Each entry is to be output precisely as it appears.

- **GIVEN ENTRIES**:
*** Begin section ***

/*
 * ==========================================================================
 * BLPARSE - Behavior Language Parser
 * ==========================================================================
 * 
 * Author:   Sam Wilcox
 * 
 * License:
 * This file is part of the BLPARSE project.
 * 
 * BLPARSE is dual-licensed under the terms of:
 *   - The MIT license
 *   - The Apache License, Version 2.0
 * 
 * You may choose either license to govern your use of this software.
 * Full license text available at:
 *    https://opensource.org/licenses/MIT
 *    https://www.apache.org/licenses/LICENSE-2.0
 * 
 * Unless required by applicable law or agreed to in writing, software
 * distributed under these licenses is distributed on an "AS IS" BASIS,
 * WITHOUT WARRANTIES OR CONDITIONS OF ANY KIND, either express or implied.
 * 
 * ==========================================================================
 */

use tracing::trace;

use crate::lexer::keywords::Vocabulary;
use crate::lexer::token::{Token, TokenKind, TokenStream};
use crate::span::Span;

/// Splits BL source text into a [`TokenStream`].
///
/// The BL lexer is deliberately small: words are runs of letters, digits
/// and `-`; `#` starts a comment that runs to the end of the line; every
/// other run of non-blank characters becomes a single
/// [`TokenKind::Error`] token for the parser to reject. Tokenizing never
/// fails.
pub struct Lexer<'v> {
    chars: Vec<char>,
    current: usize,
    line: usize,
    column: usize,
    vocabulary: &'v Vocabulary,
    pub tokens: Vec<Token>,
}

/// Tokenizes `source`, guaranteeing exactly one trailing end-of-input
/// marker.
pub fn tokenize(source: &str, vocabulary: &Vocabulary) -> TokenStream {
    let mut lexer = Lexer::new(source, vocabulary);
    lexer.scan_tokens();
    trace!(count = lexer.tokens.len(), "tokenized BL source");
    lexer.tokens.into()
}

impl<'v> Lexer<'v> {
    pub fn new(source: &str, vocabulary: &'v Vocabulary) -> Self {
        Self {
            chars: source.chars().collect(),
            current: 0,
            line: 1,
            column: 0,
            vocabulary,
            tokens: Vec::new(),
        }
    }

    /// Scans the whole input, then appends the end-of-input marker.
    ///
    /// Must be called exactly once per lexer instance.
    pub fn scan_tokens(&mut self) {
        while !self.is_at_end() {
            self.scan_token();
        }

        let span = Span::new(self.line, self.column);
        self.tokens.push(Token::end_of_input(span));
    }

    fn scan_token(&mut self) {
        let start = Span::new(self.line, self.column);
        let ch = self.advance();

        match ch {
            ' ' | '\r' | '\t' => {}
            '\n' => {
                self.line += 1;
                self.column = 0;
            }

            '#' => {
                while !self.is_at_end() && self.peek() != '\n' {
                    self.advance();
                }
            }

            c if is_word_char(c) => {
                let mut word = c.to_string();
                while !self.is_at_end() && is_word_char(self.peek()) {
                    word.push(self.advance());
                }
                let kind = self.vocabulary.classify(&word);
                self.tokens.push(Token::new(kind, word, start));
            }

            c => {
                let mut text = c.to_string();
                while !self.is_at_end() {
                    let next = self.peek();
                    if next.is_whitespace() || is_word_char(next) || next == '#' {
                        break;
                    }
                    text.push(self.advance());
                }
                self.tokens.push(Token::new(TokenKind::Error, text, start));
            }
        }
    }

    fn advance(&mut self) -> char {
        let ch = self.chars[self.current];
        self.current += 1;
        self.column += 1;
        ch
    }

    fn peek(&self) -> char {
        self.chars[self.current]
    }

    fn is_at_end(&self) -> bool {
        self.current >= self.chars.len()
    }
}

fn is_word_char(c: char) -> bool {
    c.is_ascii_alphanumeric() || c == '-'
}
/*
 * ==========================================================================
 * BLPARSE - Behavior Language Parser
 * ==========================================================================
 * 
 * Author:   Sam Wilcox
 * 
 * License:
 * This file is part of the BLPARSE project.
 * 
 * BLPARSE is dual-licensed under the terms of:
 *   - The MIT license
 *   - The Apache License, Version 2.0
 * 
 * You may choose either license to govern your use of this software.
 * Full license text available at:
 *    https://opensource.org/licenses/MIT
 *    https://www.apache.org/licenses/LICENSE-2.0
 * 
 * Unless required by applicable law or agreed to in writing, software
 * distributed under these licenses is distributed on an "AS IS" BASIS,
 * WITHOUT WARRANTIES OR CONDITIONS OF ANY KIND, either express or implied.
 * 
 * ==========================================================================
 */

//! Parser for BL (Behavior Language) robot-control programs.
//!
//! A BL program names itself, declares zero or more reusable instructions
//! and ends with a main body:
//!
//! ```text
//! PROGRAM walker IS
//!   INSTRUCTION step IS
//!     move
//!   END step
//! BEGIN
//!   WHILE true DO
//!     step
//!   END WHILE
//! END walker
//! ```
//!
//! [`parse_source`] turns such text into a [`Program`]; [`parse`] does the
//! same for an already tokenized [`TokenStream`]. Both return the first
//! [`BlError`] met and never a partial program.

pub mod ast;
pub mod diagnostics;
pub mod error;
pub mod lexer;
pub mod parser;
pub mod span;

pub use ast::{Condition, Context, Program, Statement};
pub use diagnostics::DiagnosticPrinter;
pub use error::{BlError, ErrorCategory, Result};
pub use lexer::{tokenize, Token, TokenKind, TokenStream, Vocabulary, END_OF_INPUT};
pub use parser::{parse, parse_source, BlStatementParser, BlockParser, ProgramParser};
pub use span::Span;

*** End section ***

- **EXERCISE OUTPUT**:
/*
 * ==========================================================================
 * BLPARSE - Behavior Language Parser
 * ==========================================================================
 * 
 * Author:   Sam Wilcox
 * 
 * License:
 * This file is part of the BLPARSE project.
 * 
 * BLPARSE is dual-licensed under the terms of:
 *   - The MIT license
 *   - The Apache License, Version 2.0
 * 
 * You may choose either license to govern your use of this software.
 * Full license text available at:
 *    https://opensource.org/licenses/MIT
 *    https://www.apache.org/licenses/LICENSE-2.0
 * 
 * Unless required by applicable law or agreed to in writing, software
 * distributed under these licenses is distributed on an "AS IS" BASIS,
 * WITHOUT WARRANTIES OR CONDITIONS OF ANY KIND, either express or implied.
 * 
 * ==========================================================================
 */

use tracing::trace;

use crate::lexer::keywords::Vocabulary;
use crate::lexer::token::{Token, TokenKind, TokenStream};
use crate::span::Span;

/// Splits BL source text into a [`TokenStream`].
///
/// The BL lexer is deliberately small: words are runs of letters, digits
/// and `-`; `#` starts a comment that runs to the end of the line; every
/// other run of non-blank characters becomes a single
/// [`TokenKind::Error`] token for the parser to reject. Tokenizing never
/// fails.
pub struct Lexer<'v> {
    chars: Vec<char>,
    current: usize,
    line: usize,
    column: usize,
    vocabulary: &'v Vocabulary,
    pub tokens: Vec<Token>,
}

/// Tokenizes `source`, guaranteeing exactly one trailing end-of-input
/// marker.
pub fn tokenize(source: &str, vocabulary: &Vocabulary) -> TokenStream {
    let mut lexer = Lexer::new(source, vocabulary);
    lexer.scan_tokens();
    trace!(count = lexer.tokens.len(), "tokenized BL source");
    lexer.tokens.into()
}

impl<'v> Lexer<'v> {
    pub fn new(source: &str, vocabulary: &'v Vocabulary) -> Self {
        Self {
            chars: source.chars().collect(),
            current: 0,
            line: 1,
            column: 0,
            vocabulary,
            tokens: Vec::new(),
        }
    }

    /// Scans the whole input, then appends the end-of-input marker.
    ///
    /// Must be called exactly once per lexer instance.
    pub fn scan_tokens(&mut self) {
        while !self.is_at_end() {
            self.scan_token();
        }

        let span = Span::new(self.line, self.column);
        self.tokens.push(Token::end_of_input(span));
    }

    fn scan_token(&mut self) {
        let start = Span::new(self.line, self.column);
        let ch = self.advance();

        match ch {
            ' ' | '\r' | '\t' => {}
            '\n' => {
                self.line += 1;
                self.column = 0;
            }

            '#' => {
                while !self.is_at_end() && self.peek() != '\n' {
                    self.advance();
                }
            }

            c if is_word_char(c) => {
                let mut word = c.to_string();
                while !self.is_at_end() && is_word_char(self.peek()) {
                    word.push(self.advance());
                }
                let kind = self.vocabulary.classify(&word);
                self.tokens.push(Token::new(kind, word, start));
            }

            c => {
                let mut text = c.to_string();
                while !self.is_at_end() {
                    let next = self.peek();
                    if next.is_whitespace() || is_word_char(next) || next == '#' {
                        break;
                    }
                    text.push(self.advance());
                }
                self.tokens.push(Token::new(TokenKind::Error, text, start));
            }
        }
    }

    fn advance(&mut self) -> char {
        let ch = self.chars[self.current];
        self.current += 1;
        self.column += 1;
        ch
    }

    fn peek(&self) -> char {
        self.chars[self.current]
    }

    fn is_at_end(&self) -> bool {
        self.current >= self.chars.len()
    }
}

fn is_word_char(c: char) -> bool {
    c.is_ascii_alphanumeric() || c == '-'
}
/*
 * ==========================================================================
 * BLPARSE - Behavior Language Parser
 * ==========================================================================
 * 
 * Author:   Sam Wilcox
 * 
 * License:
 * This file is part of the BLPARSE project.
 * 
 * BLPARSE is dual-licensed under the terms of:
 *   - The MIT license
 *   - The Apache License, Version 2.0
 * 
 * You may choose either license to govern your use of this software.
 * Full license text available at:
 *    https://opensource.org/licenses/MIT
 *    https://www.apache.org/licenses/LICENSE-2.0
 * 
 * Unless required by applicable law or agreed to in writing, software
 * distributed under these licenses is distributed on an "AS IS" BASIS,
 * WITHOUT WARRANTIES OR CONDITIONS OF ANY KIND, either express or implied.
 * 
 * ==========================================================================
 */

//! Parser for BL (Behavior Language) robot-control programs.
//!
//! A BL program names itself, declares zero or more reusable instructions
//! and ends with a main body:
//!
//! ```text
//! PROGRAM walker IS
//!   INSTRUCTION step IS
//!     move
//!   END step
//! BEGIN
//!   WHILE true DO
//!     step
//!   END WHILE
//! END walker
//! ```
//!
//! [`parse_source`] turns such text into a [`Program`]; [`parse`] does the
//! same for an already tokenized [`TokenStream`]. Both return the first
//! [`BlError`] met and never a partial program.

pub mod ast;
pub mod diagnostics;
pub mod error;
pub mod lexer;
pub mod parser;
pub mod span;

pub use ast::{Condition, Context, Program, Statement};
pub use diagnostics::DiagnosticPrinter;
pub use error::{BlError, ErrorCategory, Result};
pub use lexer::{tokenize, Token, TokenKind, TokenStream, Vocabulary, END_OF_INPUT};
pub use parser::{parse, parse_source, BlStatementParser, BlockParser, ProgramParser};
pub use span::Span;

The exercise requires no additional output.